Your goal:
In the records that follow, find the line with "use crate::utils::UpstreamError;"; from there, retype every line exactly through the line with "#[async_trait]", which also belongs to the answer.

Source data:
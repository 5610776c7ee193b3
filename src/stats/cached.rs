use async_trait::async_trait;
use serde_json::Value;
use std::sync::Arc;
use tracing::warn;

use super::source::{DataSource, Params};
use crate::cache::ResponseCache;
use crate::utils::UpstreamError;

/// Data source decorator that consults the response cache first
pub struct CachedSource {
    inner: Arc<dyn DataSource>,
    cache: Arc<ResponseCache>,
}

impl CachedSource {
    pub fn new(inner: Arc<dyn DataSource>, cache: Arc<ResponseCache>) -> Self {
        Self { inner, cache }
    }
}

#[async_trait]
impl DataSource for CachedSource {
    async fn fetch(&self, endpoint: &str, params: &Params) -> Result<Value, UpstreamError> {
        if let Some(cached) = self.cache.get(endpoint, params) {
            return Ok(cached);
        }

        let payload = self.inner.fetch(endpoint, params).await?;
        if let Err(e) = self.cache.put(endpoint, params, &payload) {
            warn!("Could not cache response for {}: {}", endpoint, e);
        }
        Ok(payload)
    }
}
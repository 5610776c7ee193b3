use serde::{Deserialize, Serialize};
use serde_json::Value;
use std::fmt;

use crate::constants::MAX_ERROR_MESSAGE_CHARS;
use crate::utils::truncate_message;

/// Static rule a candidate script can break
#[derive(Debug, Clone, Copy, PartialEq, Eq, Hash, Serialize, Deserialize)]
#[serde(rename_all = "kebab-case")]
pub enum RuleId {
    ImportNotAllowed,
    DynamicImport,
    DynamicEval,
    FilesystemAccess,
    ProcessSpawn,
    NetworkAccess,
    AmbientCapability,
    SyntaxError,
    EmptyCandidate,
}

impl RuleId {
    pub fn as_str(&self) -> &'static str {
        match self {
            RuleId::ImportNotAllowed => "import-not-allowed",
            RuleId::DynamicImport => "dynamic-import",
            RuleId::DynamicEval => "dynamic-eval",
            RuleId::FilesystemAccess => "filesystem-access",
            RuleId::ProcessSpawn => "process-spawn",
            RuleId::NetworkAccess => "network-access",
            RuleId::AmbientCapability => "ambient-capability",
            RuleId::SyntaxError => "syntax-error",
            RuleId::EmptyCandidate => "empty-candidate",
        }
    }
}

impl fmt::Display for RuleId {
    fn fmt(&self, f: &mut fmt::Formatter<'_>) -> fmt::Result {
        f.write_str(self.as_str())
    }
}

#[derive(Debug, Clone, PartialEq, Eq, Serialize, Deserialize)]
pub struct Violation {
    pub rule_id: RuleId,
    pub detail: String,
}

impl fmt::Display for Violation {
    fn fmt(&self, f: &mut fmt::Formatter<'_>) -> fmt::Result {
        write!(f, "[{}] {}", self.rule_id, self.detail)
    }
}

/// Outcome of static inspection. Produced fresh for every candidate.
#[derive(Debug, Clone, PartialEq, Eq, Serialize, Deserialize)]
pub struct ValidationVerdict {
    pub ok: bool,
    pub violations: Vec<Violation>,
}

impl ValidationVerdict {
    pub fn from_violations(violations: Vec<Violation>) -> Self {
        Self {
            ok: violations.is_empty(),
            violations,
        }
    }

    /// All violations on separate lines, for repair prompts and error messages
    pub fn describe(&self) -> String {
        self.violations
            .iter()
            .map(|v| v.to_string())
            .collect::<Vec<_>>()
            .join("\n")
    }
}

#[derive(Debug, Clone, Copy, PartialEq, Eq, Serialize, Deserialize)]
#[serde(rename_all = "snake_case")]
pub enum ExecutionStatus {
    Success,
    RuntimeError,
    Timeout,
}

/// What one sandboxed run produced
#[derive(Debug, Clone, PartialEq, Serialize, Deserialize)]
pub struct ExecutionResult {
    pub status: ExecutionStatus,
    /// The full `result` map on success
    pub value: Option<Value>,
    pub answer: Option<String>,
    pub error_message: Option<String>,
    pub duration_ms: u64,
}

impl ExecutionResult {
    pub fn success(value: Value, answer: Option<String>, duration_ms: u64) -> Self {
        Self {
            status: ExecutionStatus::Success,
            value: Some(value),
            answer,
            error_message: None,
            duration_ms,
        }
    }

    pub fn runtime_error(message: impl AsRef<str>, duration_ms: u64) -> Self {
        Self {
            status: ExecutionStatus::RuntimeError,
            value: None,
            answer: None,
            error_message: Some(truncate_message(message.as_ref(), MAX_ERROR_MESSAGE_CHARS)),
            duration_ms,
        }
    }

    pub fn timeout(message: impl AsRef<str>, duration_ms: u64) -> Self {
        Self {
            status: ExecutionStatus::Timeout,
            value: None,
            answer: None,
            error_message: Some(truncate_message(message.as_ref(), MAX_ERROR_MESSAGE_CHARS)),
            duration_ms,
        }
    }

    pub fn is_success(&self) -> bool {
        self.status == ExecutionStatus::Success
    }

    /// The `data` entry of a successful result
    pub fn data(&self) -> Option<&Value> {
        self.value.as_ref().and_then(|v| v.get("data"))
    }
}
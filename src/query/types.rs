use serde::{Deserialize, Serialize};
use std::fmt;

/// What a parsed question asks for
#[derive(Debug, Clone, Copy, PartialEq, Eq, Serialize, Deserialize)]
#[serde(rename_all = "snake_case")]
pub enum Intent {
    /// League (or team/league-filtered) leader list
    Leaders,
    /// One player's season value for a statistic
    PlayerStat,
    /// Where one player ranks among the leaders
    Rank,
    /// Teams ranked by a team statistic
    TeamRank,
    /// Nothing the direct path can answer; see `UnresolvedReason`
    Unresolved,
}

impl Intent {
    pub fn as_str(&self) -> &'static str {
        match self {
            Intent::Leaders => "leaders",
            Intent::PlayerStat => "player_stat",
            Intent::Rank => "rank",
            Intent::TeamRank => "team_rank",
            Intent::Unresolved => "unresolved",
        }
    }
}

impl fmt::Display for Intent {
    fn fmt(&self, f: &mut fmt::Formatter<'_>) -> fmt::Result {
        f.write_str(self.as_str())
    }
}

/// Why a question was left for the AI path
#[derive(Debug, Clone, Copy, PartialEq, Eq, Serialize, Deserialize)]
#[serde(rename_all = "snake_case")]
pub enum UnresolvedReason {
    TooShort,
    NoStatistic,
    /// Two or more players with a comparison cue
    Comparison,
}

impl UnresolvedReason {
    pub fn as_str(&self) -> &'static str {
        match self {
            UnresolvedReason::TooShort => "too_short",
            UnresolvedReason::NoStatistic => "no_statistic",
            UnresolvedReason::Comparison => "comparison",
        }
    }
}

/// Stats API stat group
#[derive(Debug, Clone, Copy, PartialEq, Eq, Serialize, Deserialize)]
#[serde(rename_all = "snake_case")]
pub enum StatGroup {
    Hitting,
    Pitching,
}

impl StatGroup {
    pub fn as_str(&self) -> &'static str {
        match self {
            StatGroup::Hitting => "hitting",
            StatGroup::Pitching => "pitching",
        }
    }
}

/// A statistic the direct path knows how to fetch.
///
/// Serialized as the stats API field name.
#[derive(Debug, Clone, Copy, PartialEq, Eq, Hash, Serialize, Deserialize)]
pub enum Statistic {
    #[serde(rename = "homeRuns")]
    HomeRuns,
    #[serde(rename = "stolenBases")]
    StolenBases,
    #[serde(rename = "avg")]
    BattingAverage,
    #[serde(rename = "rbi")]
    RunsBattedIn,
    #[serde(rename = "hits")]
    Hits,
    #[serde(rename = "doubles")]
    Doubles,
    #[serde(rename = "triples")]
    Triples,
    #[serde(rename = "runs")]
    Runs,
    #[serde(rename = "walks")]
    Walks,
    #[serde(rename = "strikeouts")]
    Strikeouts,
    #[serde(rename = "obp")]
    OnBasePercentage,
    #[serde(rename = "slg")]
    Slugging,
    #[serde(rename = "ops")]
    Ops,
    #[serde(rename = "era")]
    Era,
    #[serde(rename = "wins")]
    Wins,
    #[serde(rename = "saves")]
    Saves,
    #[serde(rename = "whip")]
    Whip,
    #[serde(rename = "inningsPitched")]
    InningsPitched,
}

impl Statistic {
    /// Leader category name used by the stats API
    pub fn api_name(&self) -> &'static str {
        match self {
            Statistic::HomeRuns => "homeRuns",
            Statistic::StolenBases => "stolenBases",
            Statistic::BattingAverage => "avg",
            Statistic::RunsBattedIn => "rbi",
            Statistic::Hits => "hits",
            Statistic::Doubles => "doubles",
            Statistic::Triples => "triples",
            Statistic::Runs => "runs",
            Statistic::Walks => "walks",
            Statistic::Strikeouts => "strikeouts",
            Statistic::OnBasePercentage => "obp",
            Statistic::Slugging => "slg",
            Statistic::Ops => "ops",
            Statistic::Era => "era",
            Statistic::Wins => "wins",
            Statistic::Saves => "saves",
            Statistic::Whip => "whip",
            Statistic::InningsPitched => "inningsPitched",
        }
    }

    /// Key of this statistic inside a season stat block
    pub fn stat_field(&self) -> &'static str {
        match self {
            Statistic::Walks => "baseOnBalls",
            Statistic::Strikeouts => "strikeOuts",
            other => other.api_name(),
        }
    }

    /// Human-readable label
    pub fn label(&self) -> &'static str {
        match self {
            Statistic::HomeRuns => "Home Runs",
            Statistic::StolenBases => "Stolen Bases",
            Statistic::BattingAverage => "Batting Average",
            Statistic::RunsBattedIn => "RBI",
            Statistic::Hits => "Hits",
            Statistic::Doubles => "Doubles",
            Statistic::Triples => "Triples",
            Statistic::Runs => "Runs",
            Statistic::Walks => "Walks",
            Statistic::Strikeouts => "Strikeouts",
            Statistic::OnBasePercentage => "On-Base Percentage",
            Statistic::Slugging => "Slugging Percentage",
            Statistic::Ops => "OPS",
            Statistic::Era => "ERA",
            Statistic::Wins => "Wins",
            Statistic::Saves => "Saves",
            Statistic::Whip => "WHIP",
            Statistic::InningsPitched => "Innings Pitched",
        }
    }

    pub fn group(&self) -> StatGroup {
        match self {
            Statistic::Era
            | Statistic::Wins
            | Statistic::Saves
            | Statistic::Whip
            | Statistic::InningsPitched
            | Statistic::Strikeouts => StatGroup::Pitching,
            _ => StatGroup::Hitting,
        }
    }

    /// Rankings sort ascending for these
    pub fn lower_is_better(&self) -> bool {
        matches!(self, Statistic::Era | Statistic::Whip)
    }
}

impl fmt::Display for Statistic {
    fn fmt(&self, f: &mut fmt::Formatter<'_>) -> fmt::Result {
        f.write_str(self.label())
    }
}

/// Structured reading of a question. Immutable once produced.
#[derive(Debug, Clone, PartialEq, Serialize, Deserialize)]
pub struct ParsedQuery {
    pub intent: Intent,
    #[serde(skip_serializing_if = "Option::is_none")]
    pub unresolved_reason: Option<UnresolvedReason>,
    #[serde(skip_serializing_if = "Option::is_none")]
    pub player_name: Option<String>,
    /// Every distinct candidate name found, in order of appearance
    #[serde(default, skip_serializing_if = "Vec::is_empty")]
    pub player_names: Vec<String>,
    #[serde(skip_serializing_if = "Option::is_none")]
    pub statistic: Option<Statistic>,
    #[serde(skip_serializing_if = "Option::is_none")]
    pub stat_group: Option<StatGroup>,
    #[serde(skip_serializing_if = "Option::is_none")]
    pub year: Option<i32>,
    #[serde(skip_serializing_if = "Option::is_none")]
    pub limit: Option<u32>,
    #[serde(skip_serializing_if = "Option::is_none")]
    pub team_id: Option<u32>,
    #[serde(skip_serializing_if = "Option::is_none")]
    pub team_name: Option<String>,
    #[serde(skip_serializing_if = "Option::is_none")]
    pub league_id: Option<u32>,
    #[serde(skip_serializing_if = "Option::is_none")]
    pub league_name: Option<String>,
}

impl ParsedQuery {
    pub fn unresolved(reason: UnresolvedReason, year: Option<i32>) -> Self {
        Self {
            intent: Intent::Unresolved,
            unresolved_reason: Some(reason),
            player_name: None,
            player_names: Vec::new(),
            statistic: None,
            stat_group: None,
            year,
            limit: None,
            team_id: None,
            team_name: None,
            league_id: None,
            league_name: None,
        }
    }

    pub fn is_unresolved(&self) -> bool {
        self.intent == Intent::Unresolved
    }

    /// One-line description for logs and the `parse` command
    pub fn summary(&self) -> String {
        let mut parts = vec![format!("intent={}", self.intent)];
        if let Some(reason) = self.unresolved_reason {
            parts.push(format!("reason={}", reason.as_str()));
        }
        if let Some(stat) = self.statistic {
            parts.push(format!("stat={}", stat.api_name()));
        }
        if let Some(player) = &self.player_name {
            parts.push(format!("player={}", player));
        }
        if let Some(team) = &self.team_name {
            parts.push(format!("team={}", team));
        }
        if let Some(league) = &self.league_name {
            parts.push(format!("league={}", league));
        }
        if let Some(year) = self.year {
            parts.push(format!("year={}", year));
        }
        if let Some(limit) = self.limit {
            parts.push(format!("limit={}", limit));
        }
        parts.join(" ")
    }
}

Answer:
use crate::utils::UpstreamError;

/// Data source decorator that consults the response cache first
pub struct CachedSource {
    inner: Arc<dyn DataSource>,
    cache: Arc<ResponseCache>,
}

impl CachedSource {
    pub fn new(inner: Arc<dyn DataSource>, cache: Arc<ResponseCache>) -> Self {
        Self { inner, cache }
    }
}

#[async_trait]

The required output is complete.